Mutated Manuscripts: The Evolution of Genes and Texts


Recently, Christian G. Sprecht, a neurobiologist, wrote an intriguing piece in The Scientist about how scientific citations -- references by one paper to previous ones -- mutate over time. What Sprecht meant by this is that over time, a popular paper, instead of being read and cited directly, gets cited by looking at other citations.

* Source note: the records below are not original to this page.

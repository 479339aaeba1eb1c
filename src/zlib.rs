//! SPDY header-block compression.
//!
//! Every SPDY connection carries two independent zlib streams seeded with a
//! version-specific dictionary: one compressing outbound header blocks, one
//! inflating inbound blocks. Both are stateful for the life of the connection,
//! so a lost or reordered block is unrecoverable and treated as fatal.
//!
//! A block is the pair count followed by length-prefixed name/value pairs
//! (16-bit fields on SPDY/2, 32-bit on SPDY/3), deflated with a SYNC flush so
//! each block is self-delimiting on the wire.

use bytes::{Buf, BufMut, Bytes, BytesMut};
use flate2::{Compress, Compression, Decompress, FlushCompress, FlushDecompress};

use crate::error::{Error, Result};
use crate::headers::Headers;
use crate::version::Version;

/// Dictionary from the SPDY/2 draft. The missing hyphen in
/// `if-unmodifiedsince` and the duplicated `warning`/`public` entries are in
/// the published dictionary; both peers must use it byte for byte. The
/// trailing NUL is part of the dictionary.
const DICTIONARY_V2: &[u8] =
    b"optionsgetheadpostputdeletetraceacceptaccept-charsetaccept-encodingaccept-\
      languageauthorizationexpectfromhostif-modified-sinceif-matchif-none-matchi\
      f-rangeif-unmodifiedsincemax-forwardsproxy-authorizationrangerefererteuser\
      -agent10010120020120220320420520630030130230330430530630740040140240340440\
      5406407408409410411412413414415416417500501502503504505accept-rangesageeta\
      glocationproxy-authenticatepublicretry-afterservervarywarningwww-authentic\
      ateallowcontent-basecontent-encodingcache-controlconnectiondatetrailertran\
      sfer-encodingupgradeviawarningcontent-languagecontent-lengthcontent-locati\
      oncontent-md5content-rangecontent-typeetagexpireslast-modifiedset-cookieMo\
      ndayTuesdayWednesdayThursdayFridaySaturdaySundayJanFebMarAprMayJunJulAugSe\
      pOctNovDecchunkedtext/htmlimage/pngimage/jpgimage/gifapplication/xmlapplic\
      ation/xhtmltext/plainpublicmax-agecharset=iso-8859-1utf-8gzipdeflateHTTP/1\
      .1statusversionurl\0";

/// Dictionary from the SPDY/3 draft: length-prefixed words followed by a raw
/// tail of status lines, dates and tokens.
const DICTIONARY_V3: &[u8] =
    b"\x00\x00\x00\x07options\x00\x00\x00\x04head\x00\x00\x00\x04post\
      \x00\x00\x00\x03put\x00\x00\x00\x06delete\x00\x00\x00\x05trace\
      \x00\x00\x00\x06accept\x00\x00\x00\x0eaccept-charset\
      \x00\x00\x00\x0faccept-encoding\x00\x00\x00\x0faccept-language\
      \x00\x00\x00\x0daccept-ranges\x00\x00\x00\x03age\x00\x00\x00\x05allow\
      \x00\x00\x00\x0dauthorization\x00\x00\x00\x0dcache-control\
      \x00\x00\x00\x0aconnection\x00\x00\x00\x0ccontent-base\
      \x00\x00\x00\x10content-encoding\x00\x00\x00\x10content-language\
      \x00\x00\x00\x0econtent-length\x00\x00\x00\x10content-location\
      \x00\x00\x00\x0bcontent-md5\x00\x00\x00\x0dcontent-range\
      \x00\x00\x00\x0ccontent-type\x00\x00\x00\x04date\x00\x00\x00\x04etag\
      \x00\x00\x00\x06expect\x00\x00\x00\x07expires\x00\x00\x00\x04from\
      \x00\x00\x00\x04host\x00\x00\x00\x08if-match\
      \x00\x00\x00\x11if-modified-since\x00\x00\x00\x0dif-none-match\
      \x00\x00\x00\x08if-range\x00\x00\x00\x13if-unmodified-since\
      \x00\x00\x00\x0dlast-modified\x00\x00\x00\x08location\
      \x00\x00\x00\x0cmax-forwards\x00\x00\x00\x06pragma\
      \x00\x00\x00\x12proxy-authenticate\x00\x00\x00\x13proxy-authorization\
      \x00\x00\x00\x05range\x00\x00\x00\x07referer\x00\x00\x00\x0bretry-after\
      \x00\x00\x00\x06server\x00\x00\x00\x02te\x00\x00\x00\x07trailer\
      \x00\x00\x00\x11transfer-encoding\x00\x00\x00\x07upgrade\
      \x00\x00\x00\x0auser-agent\x00\x00\x00\x04vary\x00\x00\x00\x03via\
      \x00\x00\x00\x07warning\x00\x00\x00\x10www-authenticate\
      \x00\x00\x00\x06method\x00\x00\x00\x03get\x00\x00\x00\x06status\
      \x00\x00\x00\x06200 OK\x00\x00\x00\x07version\x00\x00\x00\x08HTTP/1.1\
      \x00\x00\x00\x03url\x00\x00\x00\x06public\x00\x00\x00\x0aset-cookie\
      \x00\x00\x00\x0akeep-alive\x00\x00\x00\x06origin\
      100101201202205206300302303304305306307402405406407408409410411412413414\
      415416417502504505203 Non-Authoritative Information204 No Content301 Mov\
      ed Permanently400 Bad Request401 Unauthorized403 Forbidden404 Not Found5\
      00 Internal Server Error501 Not Implemented503 Service UnavailableJan Fe\
      b Mar Apr May Jun Jul Aug Sept Oct Nov Dec 00:00:00 Mon, Tue, Wed, Thu, \
      Fri, Sat, Sun, GMTchunked,text/html,image/png,image/jpg,image/gif,applic\
      ation/xml,application/xhtml+xml,text/plain,text/javascript,publicprivate\
      max-age=gzip,deflate,sdchcharset=utf-8charset=iso-8859-1,utf-,*,enq=0.";

fn dictionary(version: Version) -> &'static [u8] {
    match version {
        Version::V2 => DICTIONARY_V2,
        Version::V3 => DICTIONARY_V3,
    }
}

/// Stateful deflate stream for outbound header blocks.
pub struct HeaderCompressor {
    version: Version,
    z: Compress,
}

impl HeaderCompressor {
    pub fn new(version: Version) -> Self {
        let mut z = Compress::new(Compression::default(), true);
        // The dictionary must be installed before the first byte is deflated.
        // set_dictionary on a fresh zlib stream cannot fail with a valid
        // dictionary, but surface it rather than swallow it.
        if let Err(e) = z.set_dictionary(dictionary(version)) {
            tracing::error!("failed to seed compression dictionary: {}", e);
        }
        Self { version, z }
    }

    /// Compress an ordered header list into a wire header block.
    pub fn encode(&mut self, headers: &Headers) -> Result<Bytes> {
        let plain = serialize_block(self.version, headers);
        let mut out = Vec::with_capacity(plain.len() / 2 + 64);
        let start_in = self.z.total_in();
        loop {
            let consumed = (self.z.total_in() - start_in) as usize;
            self.z
                .compress_vec(&plain[consumed..], &mut out, FlushCompress::Sync)
                .map_err(|e| Error::compression(e.to_string()))?;
            let consumed = (self.z.total_in() - start_in) as usize;
            if consumed == plain.len() && out.len() < out.capacity() {
                break;
            }
            out.reserve(out.capacity().max(64));
        }
        Ok(out.into())
    }
}

/// Stateful inflate stream for inbound header blocks.
pub struct HeaderDecompressor {
    version: Version,
    z: Decompress,
}

impl HeaderDecompressor {
    pub fn new(version: Version) -> Self {
        Self {
            version,
            z: Decompress::new(true),
        }
    }

    /// Inflate and parse one wire header block.
    pub fn decode(&mut self, block: &[u8]) -> Result<Headers> {
        let mut out = Vec::with_capacity(block.len() * 4 + 64);
        let start_in = self.z.total_in();
        loop {
            let consumed = (self.z.total_in() - start_in) as usize;
            match self
                .z
                .decompress_vec(&block[consumed..], &mut out, FlushDecompress::Sync)
            {
                Ok(_) => {
                    let consumed = (self.z.total_in() - start_in) as usize;
                    if consumed == block.len() && out.len() < out.capacity() {
                        break;
                    }
                    out.reserve(out.capacity().max(256));
                }
                // zlib stops at the header checksum and asks for the
                // dictionary on the very first block.
                Err(e) if e.needs_dictionary().is_some() => {
                    self.z
                        .set_dictionary(dictionary(self.version))
                        .map_err(|e| Error::compression(e.to_string()))?;
                }
                Err(e) => return Err(Error::compression(e.to_string())),
            }
        }
        parse_block(self.version, &out)
    }
}

fn serialize_block(version: Version, headers: &Headers) -> BytesMut {
    let mut buf = BytesMut::with_capacity(64);
    put_len(&mut buf, version, headers.len());
    for (name, value) in headers.iter() {
        // Header names are lowercase on the wire.
        put_len(&mut buf, version, name.len());
        buf.extend(name.bytes().map(|b| b.to_ascii_lowercase()));
        put_len(&mut buf, version, value.len());
        buf.extend_from_slice(value.as_bytes());
    }
    buf
}

fn put_len(buf: &mut BytesMut, version: Version, len: usize) {
    match version {
        Version::V2 => buf.put_u16(len as u16),
        Version::V3 => buf.put_u32(len as u32),
    }
}

fn parse_block(version: Version, mut body: &[u8]) -> Result<Headers> {
    let count = take_len(version, &mut body)?;
    let mut headers = Headers::new();
    for _ in 0..count {
        let name = take_field(version, &mut body)?;
        let value = take_field(version, &mut body)?;
        if name.is_empty() {
            return Err(Error::compression("empty header name in block"));
        }
        headers.insert(name, value);
    }
    Ok(headers)
}

fn take_len(version: Version, body: &mut &[u8]) -> Result<usize> {
    if body.len() < version.nv_len_width() {
        return Err(Error::compression("truncated header block"));
    }
    Ok(match version {
        Version::V2 => body.get_u16() as usize,
        Version::V3 => body.get_u32() as usize,
    })
}

fn take_field(version: Version, body: &mut &[u8]) -> Result<String> {
    let len = take_len(version, body)?;
    if body.len() < len {
        return Err(Error::compression("header field length past end of block"));
    }
    let field = String::from_utf8(body[..len].to_vec())
        .map_err(|_| Error::compression("header field is not valid UTF-8"))?;
    body.advance(len);
    Ok(field)
}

This somewhat lazy approach is unfortunately all too common, and if a scientist types it wrong, then suddenly there is a mutated version out there, that other scientists reference, leading to a proliferation of errors. By studying these mutations you can learn about the history of the article that is being cited.

But, of course, such errors are not confined to modern scientific articles. People having been miscopying text for thousands of years. And understanding the errors in these manuscripts is actually quite similar to understanding genetics. This sounds a bit odd. What do handwritten manuscripts, from the medieval period or earlier, have to do with genetics? On the surface, nothing: one is a hard experimental science and the other is a distinguished part of the humanities. However, while those who study each of these fields have very little to do with each other, it turns out that there is a great deal of symmetry. And it mainly comes down to mutation. Scholars who study paleography - the field of research that examines ancient writing - are all-too-well-aware of the mistakes that scribes make when copying a text. These types of errors, which can be used to understand the provenance of a history of a document, are actually nearly identical to the types of errors caused by polymerase enzymes, the proteins responsible for copying DNA strands.

It's clear what a mutation is in genetics: a strand of DNA gets hit by a cosmic ray, or copied incorrectly, and some error gets introduced into the sequence. For example, an 'A' gets turned into a 'G', although they can be much larger in effect. These errors can range from causing no problem whatsoever (don't worry - the majority are like this), to causing large-scale issues due to the change in a single letter of DNA, such as in the case of sickle-cell anemia.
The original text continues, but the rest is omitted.